Nossos “doutores do inferno” apareceram. O respaldo jurídico-corporativo veio do Conselho Federal de Medicina, cujo parecer liberou erro médico sob o invólucro de “autonomia médica”. Como se autonomia protegesse erro crasso. Na ONU, Bolsonaro fez menção honrosa ao CFM. Representação ao Ministério Público do médico e cientista Bruno Caramelli, oriunda de abaixo-assinado de 60 mil médicos, esclarece as ilegalidades do parecer ainda vigente.
O respaldo científico tabajara, ao que parece, veio também da empresa Prevent Senior, suspeita de ter ministrado kit Covid sem consentimento, omitido mortes por Covid e feito recomendações com base em estudos espúrios. Consentimento desinformado e induzido por autoridade médica não é consentimento.
Ainda menos quando corroborado por agressiva pressão governamental e pessoal de presidente. Muito menos quando já demonstrada ineficácia do tratamento.
A liberdade para exercer a medicina não inclui a liberdade para charlatanear e deixar morrer.
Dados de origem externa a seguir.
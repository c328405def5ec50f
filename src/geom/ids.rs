//! Newtype label for objects inside a population.
//!
//! Labels are what reports print and what foci carry as their parent
//! back-reference, so they get their own type instead of a bare integer.

use serde::{Deserialize, Serialize};
use std::fmt;

/// A positive object label, unique within one [`Population`](super::Population).
#[derive(Clone, Copy, PartialEq, Eq, PartialOrd, Ord, Hash, Serialize, Deserialize)]
#[serde(transparent)]
pub struct Label(pub u32);

impl Label {
    /// Background in a label volume. Never the label of a live object.
    pub const BACKGROUND: Label = Label(0);

    /// Creates a new Label.
    #[inline]
    pub fn new(id: u32) -> Self {
        Self(id)
    }

    /// Returns the underlying u32 value.
    #[inline]
    pub fn as_u32(&self) -> u32 {
        self.0
    }

    #[inline]
    pub fn is_background(&self) -> bool {
        self.0 == 0
    }

    /// The label that follows this one.
    #[inline]
    pub fn next(&self) -> Self {
        Self(self.0 + 1)
    }
}

impl From<u32> for Label {
    fn from(id: u32) -> Self {
        Label::new(id)
    }
}

impl fmt::Debug for Label {
    fn fmt(&self, f: &mut fmt::Formatter<'_>) -> fmt::Result {
        write!(f, "Label({})", self.0)
    }
}

impl fmt::Display for Label {
    fn fmt(&self, f: &mut fmt::Formatter<'_>) -> fmt::Result {
        write!(f, "{}", self.0)
    }
}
O contrato com a morte apareceu nessa variante da liberdade bolsonarista. Outra vez.
Reconstruir a teia de responsabilidades civis e criminais por 600 mil mortes e por colapso socioeconômico exige apontar cúmplices e partícipes, públicos e privados, individuais e corporativos. Do relatório da CPI do Senado se espera o começo desse processo de reparação.
Robert Jackson, juiz em Nuremberg, alertou: “Os erros que buscamos punir foram tão calculados, tão malignos e tão devastadores que a civilização não pode ignorá-los, porque não pode sobreviver à sua repetição”.